» **WHAT TO WORK ON**
Word for word, copy all of the entries.

» **DATA**
-----
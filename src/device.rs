//! The transport endpoint contract implemented by channels and connectors.
//!
//! A [`Device`] performs the actual medium I/O. Bridges are its only caller on
//! the outbound path: the send primitive and connector-command delivery take a
//! [`WritePermit`], which only a bridge holding its write guard can mint.

use std::{
    marker::PhantomData,
    sync::{Mutex, PoisonError},
    time::Duration,
};

use rand::Rng;
use thiserror::Error;

use crate::{bridge::BridgeHandle, error::BridgeError};

/// Failures reported by device implementations.
#[derive(Debug, Error)]
pub enum DeviceError {
    /// The medium reported an I/O failure.
    #[error("device i/o failed: {0}")]
    Io(#[from] std::io::Error),
    /// The device does not implement the requested capability.
    #[error("device does not support {0}")]
    Unsupported(&'static str),
    /// Free-form device failure.
    #[error("{0}")]
    Failed(String),
    /// A call back into the bridge failed while the device was handling data.
    #[error("bridge rejected device callback: {0}")]
    Bridge(#[source] Box<BridgeError>),
}

impl DeviceError {
    /// Convenience constructor for [`DeviceError::Failed`].
    pub fn failed(message: impl Into<String>) -> Self { Self::Failed(message.into()) }
}

impl From<BridgeError> for DeviceError {
    fn from(error: BridgeError) -> Self { Self::Bridge(Box::new(error)) }
}

/// Proof that the caller holds a bridge's write guard.
///
/// Permits cannot be constructed outside this crate and cannot outlive the
/// guard that produced them.
#[derive(Debug)]
pub struct WritePermit<'guard> {
    _guard: PhantomData<&'guard ()>,
}

impl WritePermit<'_> {
    pub(crate) fn new() -> Self { Self { _guard: PhantomData } }
}

/// Interval between autonomous receive polls.
#[derive(Clone, Copy, Debug, PartialEq, Eq)]
pub enum UpdateDelay {
    /// Poll at a fixed cadence.
    Fixed(Duration),
    /// Poll after a delay drawn uniformly from `min..=max`.
    Jitter { min: Duration, max: Duration },
}

impl UpdateDelay {
    /// Build a jittered delay, swapping the bounds if they arrive reversed.
    #[must_use]
    pub fn jitter(min: Duration, max: Duration) -> Self {
        if min <= max {
            Self::Jitter { min, max }
        } else {
            Self::Jitter { min: max, max: min }
        }
    }

    /// Draw the next concrete delay.
    #[must_use]
    pub fn sample(&self) -> Duration {
        match *self {
            Self::Fixed(delay) => delay,
            Self::Jitter { min, max } if min >= max => min,
            Self::Jitter { min, max } => rand::rng().random_range(min..=max),
        }
    }
}

impl Default for UpdateDelay {
    fn default() -> Self { Self::Fixed(Duration::from_millis(30)) }
}

/// Thread-safe holder of a device's [`UpdateDelay`].
///
/// Devices embed one to satisfy [`Device::update_delay`] and
/// [`Device::set_update_delay`].
#[derive(Debug, Default)]
pub struct UpdateCadence(Mutex<UpdateDelay>);

impl UpdateCadence {
    /// Create a cadence starting at `delay`.
    #[must_use]
    pub fn new(delay: UpdateDelay) -> Self { Self(Mutex::new(delay)) }

    /// Return the configured delay.
    #[must_use]
    pub fn get(&self) -> UpdateDelay { *self.0.lock().unwrap_or_else(PoisonError::into_inner) }

    /// Replace the configured delay.
    pub fn set(&self, delay: UpdateDelay) {
        *self.0.lock().unwrap_or_else(PoisonError::into_inner) = delay;
    }

    /// Draw the next concrete delay.
    #[must_use]
    pub fn next_delay(&self) -> Duration { self.get().sample() }
}

/// Medium-specific transport endpoint bound to a relay through a bridge.
///
/// All methods take `&self`; implementations keep their mutable state behind
/// interior mutability. [`Device::on_receive`], [`Device::on_run_command`] and
/// [`Device::on_who_am_i`] are called without the bridge's write guard and are
/// expected to be driven from a single thread of control per bridge.
pub trait Device: Send + Sync {
    /// Learn the handle of the bridge this device is attached to.
    fn on_attach(&self, _bridge: BridgeHandle) {}

    /// Check the medium for incoming data and hand it to the bridge.
    ///
    /// # Errors
    ///
    /// Returns [`DeviceError`] if the medium could not be read.
    fn on_receive(&self) -> Result<(), DeviceError>;

    /// Write `packet` to the medium, returning how many bytes were accepted.
    ///
    /// # Errors
    ///
    /// Returns [`DeviceError`] if the medium rejected the write outright.
    fn on_send_to_channel(
        &self,
        _permit: &WritePermit<'_>,
        _packet: &[u8],
    ) -> Result<usize, DeviceError> {
        Err(DeviceError::Unsupported("sending to a channel"))
    }

    /// Execute a command delivered from a connector.
    ///
    /// # Errors
    ///
    /// Returns [`DeviceError`] if the command could not be executed.
    fn on_command_from_connector(
        &self,
        _permit: &WritePermit<'_>,
        _command: &[u8],
    ) -> Result<(), DeviceError> {
        Err(DeviceError::Unsupported("connector commands"))
    }

    /// Execute a local command and return its response.
    ///
    /// # Errors
    ///
    /// Returns [`DeviceError`] if the command failed.
    fn on_run_command(&self, command: &[u8]) -> Result<Vec<u8>, DeviceError>;

    /// Describe this device instance.
    fn on_who_am_i(&self) -> Vec<u8>;

    /// Whether this device is a network channel rather than a connector.
    fn is_channel(&self) -> bool;

    /// Delay before the next autonomous poll.
    fn update_delay(&self) -> Duration;

    /// Change the polling cadence.
    fn set_update_delay(&self, delay: UpdateDelay);
}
-----
» **EXERCISE RESULT**
filename src/device.rs
//! The transport endpoint contract implemented by channels and connectors.
//!
//! A [`Device`] performs the actual medium I/O. Bridges are its only caller on
//! the outbound path: the send primitive and connector-command delivery take a
//! [`WritePermit`], which only a bridge holding its write guard can mint.

use std::{
    marker::PhantomData,
    sync::{Mutex, PoisonError},
    time::Duration,
};

use rand::Rng;
use thiserror::Error;

use crate::{bridge::BridgeHandle, error::BridgeError};

/// Failures reported by device implementations.
#[derive(Debug, Error)]
pub enum DeviceError {
    /// The medium reported an I/O failure.
    #[error("device i/o failed: {0}")]
    Io(#[from] std::io::Error),
    /// The device does not implement the requested capability.
    #[error("device does not support {0}")]
    Unsupported(&'static str),
    /// Free-form device failure.
    #[error("{0}")]
    Failed(String),
    /// A call back into the bridge failed while the device was handling data.
    #[error("bridge rejected device callback: {0}")]
    Bridge(#[source] Box<BridgeError>),
}

impl DeviceError {
    /// Convenience constructor for [`DeviceError::Failed`].
    pub fn failed(message: impl Into<String>) -> Self { Self::Failed(message.into()) }
}

impl From<BridgeError> for DeviceError {
    fn from(error: BridgeError) -> Self { Self::Bridge(Box::new(error)) }
}

/// Proof that the caller holds a bridge's write guard.
///
/// Permits cannot be constructed outside this crate and cannot outlive the
/// guard that produced them.
#[derive(Debug)]
pub struct WritePermit<'guard> {
    _guard: PhantomData<&'guard ()>,
}

impl WritePermit<'_> {
    pub(crate) fn new() -> Self { Self { _guard: PhantomData } }
}

/// Interval between autonomous receive polls.
#[derive(Clone, Copy, Debug, PartialEq, Eq)]
pub enum UpdateDelay {
    /// Poll at a fixed cadence.
    Fixed(Duration),
    /// Poll after a delay drawn uniformly from `min..=max`.
    Jitter { min: Duration, max: Duration },
}

impl UpdateDelay {
    /// Build a jittered delay, swapping the bounds if they arrive reversed.
    #[must_use]
    pub fn jitter(min: Duration, max: Duration) -> Self {
        if min <= max {
            Self::Jitter { min, max }
        } else {
            Self::Jitter { min: max, max: min }
        }
    }

    /// Draw the next concrete delay.
    #[must_use]
    pub fn sample(&self) -> Duration {
        match *self {
            Self::Fixed(delay) => delay,
            Self::Jitter { min, max } if min >= max => min,
            Self::Jitter { min, max } => rand::rng().random_range(min..=max),
        }
    }
}

impl Default for UpdateDelay {
    fn default() -> Self { Self::Fixed(Duration::from_millis(30)) }
}

/// Thread-safe holder of a device's [`UpdateDelay`].
///
/// Devices embed one to satisfy [`Device::update_delay`] and
/// [`Device::set_update_delay`].
#[derive(Debug, Default)]
pub struct UpdateCadence(Mutex<UpdateDelay>);

impl UpdateCadence {
    /// Create a cadence starting at `delay`.
    #[must_use]
    pub fn new(delay: UpdateDelay) -> Self { Self(Mutex::new(delay)) }

    /// Return the configured delay.
    #[must_use]
    pub fn get(&self) -> UpdateDelay { *self.0.lock().unwrap_or_else(PoisonError::into_inner) }

    /// Replace the configured delay.
    pub fn set(&self, delay: UpdateDelay) {
        *self.0.lock().unwrap_or_else(PoisonError::into_inner) = delay;
    }

    /// Draw the next concrete delay.
    #[must_use]
    pub fn next_delay(&self) -> Duration { self.get().sample() }
}

/// Medium-specific transport endpoint bound to a relay through a bridge.
///
/// All methods take `&self`; implementations keep their mutable state behind
/// interior mutability. [`Device::on_receive`], [`Device::on_run_command`] and
/// [`Device::on_who_am_i`] are called without the bridge's write guard and are
/// expected to be driven from a single thread of control per bridge.
pub trait Device: Send + Sync {
    /// Learn the handle of the bridge this device is attached to.
    fn on_attach(&self, _bridge: BridgeHandle) {}

    /// Check the medium for incoming data and hand it to the bridge.
    ///
    /// # Errors
    ///
    /// Returns [`DeviceError`] if the medium could not be read.
    fn on_receive(&self) -> Result<(), DeviceError>;

    /// Write `packet` to the medium, returning how many bytes were accepted.
    ///
    /// # Errors
    ///
    /// Returns [`DeviceError`] if the medium rejected the write outright.
    fn on_send_to_channel(
        &self,
        _permit: &WritePermit<'_>,
        _packet: &[u8],
    ) -> Result<usize, DeviceError> {
        Err(DeviceError::Unsupported("sending to a channel"))
    }

    /// Execute a command delivered from a connector.
    ///
    /// # Errors
    ///
    /// Returns [`DeviceError`] if the command could not be executed.
    fn on_command_from_connector(
        &self,
        _permit: &WritePermit<'_>,
        _command: &[u8],
    ) -> Result<(), DeviceError> {
        Err(DeviceError::Unsupported("connector commands"))
    }

    /// Execute a local command and return its response.
    ///
    /// # Errors
    ///
    /// Returns [`DeviceError`] if the command failed.
    fn on_run_command(&self, command: &[u8]) -> Result<Vec<u8>, DeviceError>;

    /// Describe this device instance.
    fn on_who_am_i(&self) -> Vec<u8>;

    /// Whether this device is a network channel rather than a connector.
    fn is_channel(&self) -> bool;

    /// Delay before the next autonomous poll.
    fn update_delay(&self) -> Duration;

    /// Change the polling cadence.
    fn set_update_delay(&self, delay: UpdateDelay);
}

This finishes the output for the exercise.